A palavra progresso, bom, ela também foi sacralizada. Alguém hoje tem coragem, nos dias de hoje, de dizer que o progresso não é sempre positivo? Claro que não.
E por quê? Porque questionar virou uma forma de transgressão, refletir se transformou numa forma de traição. A massa infectada não duvida; a massa infectada tem certezas programadas.
Kraus afirmava, com maravilhosa ironia, que ser um jornalista é não ter um pensamento e mesmo assim saber eximi-lo. Isso, desgraçadamente, é hoje o comportamento de milhões e milhões de pessoas. A dúvida, portanto, ela é o antídoto, mas não basta idealizar a dúvida.
Não, a dúvida exige uma estratégia: perguntar de onde veio isso. Funciona individualmente, mas o vírus não; o vírus é sistêmico. Então a dúvida precisa também de amplificação.

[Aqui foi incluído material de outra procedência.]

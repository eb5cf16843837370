use regex::Regex;
use serde::Serialize;
use serde_json::Value;
use std::sync::LazyLock;

/// Longest leading decimal literal, the same prefix a lenient float reader accepts.
static DECIMAL_PREFIX: LazyLock<Regex> =
    LazyLock::new(|| Regex::new(r"^-?(?:\d+(?:\.\d*)?|\.\d+)").unwrap());

/// A numeric value pulled out of noisy report text.
///
/// `Unparseable` is an ordinary value, not an error: aggregation skips it.
#[derive(Debug, Clone, Copy, PartialEq, Serialize)]
#[serde(rename_all = "snake_case")]
pub enum Amount {
    Parsed(f64),
    Unparseable,
}

impl Amount {
    pub fn value(self) -> Option<f64> {
        match self {
            Amount::Parsed(v) => Some(v),
            Amount::Unparseable => None,
        }
    }
}

impl From<f64> for Amount {
    fn from(value: f64) -> Self {
        if value.is_nan() {
            Amount::Unparseable
        } else {
            Amount::Parsed(value)
        }
    }
}

/// Parses an amount such as `"$1,234.56"` or `"USD 12,000"`.
///
/// Every character other than digits, `.` and `-` is dropped, then the
/// longest leading decimal literal is read. Anything left over is ignored,
/// so `"1.2.3"` reads as `1.2`.
pub fn parse_amount(input: &str) -> Amount {
    let cleaned: String = input
        .chars()
        .filter(|c| c.is_ascii_digit() || *c == '.' || *c == '-')
        .collect();

    let Some(prefix) = DECIMAL_PREFIX.find(&cleaned) else {
        return Amount::Unparseable;
    };

    prefix
        .as_str()
        .trim_end_matches('.')
        .parse::<f64>()
        .map(Amount::from)
        .unwrap_or(Amount::Unparseable)
}

/// Numbers pass through unchanged, strings go through [`parse_amount`],
/// anything else is unparseable.
pub fn parse_amount_value(value: &Value) -> Amount {
    match value {
        Value::Number(n) => n.as_f64().map(Amount::from).unwrap_or(Amount::Unparseable),
        Value::String(s) => parse_amount(s),
        _ => Amount::Unparseable,
    }
}

/// Formats a finite number as USD, e.g. `1234.5` -> `"$1,234.50"`.
pub fn format_currency(value: f64) -> String {
    if !value.is_finite() {
        return format!("${}", value);
    }

    let fixed = format!("{:.2}", value.abs());
    let (whole, cents) = fixed.split_once('.').unwrap_or((fixed.as_str(), "00"));
    let sign = if value < 0.0 && fixed != "0.00" { "-" } else { "" };

    format!("{}${}.{}", sign, group_thousands(whole), cents)
}

fn group_thousands(digits: &str) -> String {
    let mut grouped = String::with_capacity(digits.len() + digits.len() / 3);
    for (i, ch) in digits.chars().enumerate() {
        if i > 0 && (digits.len() - i) % 3 == 0 {
            grouped.push(',');
        }
        grouped.push(ch);
    }
    grouped
}

#[cfg(test)]
mod tests {
    use super::*;
    use serde_json::json;

    #[test]
    fn test_parse_currency_text() {
        assert_eq!(parse_amount("$1,234.56"), Amount::Parsed(1234.56));
        assert_eq!(parse_amount("USD 12,000"), Amount::Parsed(12000.0));
        assert_eq!(parse_amount("-$250.10"), Amount::Parsed(-250.10));
        assert_eq!(parse_amount(" 45 "), Amount::Parsed(45.0));
    }

    #[test]
    fn test_parse_unparseable_text() {
        assert_eq!(parse_amount("abc"), Amount::Unparseable);
        assert_eq!(parse_amount(""), Amount::Unparseable);
        assert_eq!(parse_amount("-"), Amount::Unparseable);
        assert_eq!(parse_amount("."), Amount::Unparseable);
        assert_eq!(parse_amount("N/A"), Amount::Unparseable);
    }

    #[test]
    fn test_parse_reads_leading_literal_only() {
        assert_eq!(parse_amount("1.2.3"), Amount::Parsed(1.2));
        assert_eq!(parse_amount("10-12"), Amount::Parsed(10.0));
        assert_eq!(parse_amount("$5."), Amount::Parsed(5.0));
        assert_eq!(parse_amount("-.5"), Amount::Parsed(-0.5));
    }

    #[test]
    fn test_parse_value_passes_numbers_through() {
        assert_eq!(parse_amount_value(&json!(42)), Amount::Parsed(42.0));
        assert_eq!(parse_amount_value(&json!(1.5)), Amount::Parsed(1.5));
        assert_eq!(parse_amount_value(&json!("$7")), Amount::Parsed(7.0));
        assert_eq!(parse_amount_value(&json!(null)), Amount::Unparseable);
        assert_eq!(parse_amount_value(&json!([1])), Amount::Unparseable);
    }

    #[test]
    fn test_format_currency() {
        assert_eq!(format_currency(1234.5), "$1,234.50");
        assert_eq!(format_currency(0.0), "$0.00");
        assert_eq!(format_currency(999.999), "$1,000.00");
        assert_eq!(format_currency(1_234_567.891), "$1,234,567.89");
        assert_eq!(format_currency(-42.0), "-$42.00");
        assert_eq!(format_currency(100.0), "$100.00");
    }
}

A dúvida precisa ser tão repetida quanto o próprio vírus. Nós precisamos perguntar para nós mesmos: eu penso ou eu apenas repito? Hoje, a escolha é entre ser hospedeiro do vírus ou um combatente.
E o nosso dever é quebrar as palavras impostas, não permitir que o vírus vença. É verdade, é verdade que ele está em toda parte, meus caros. Mas a nossa luta também pode estar em toda parte.
É isso. Um grande abraço para vocês!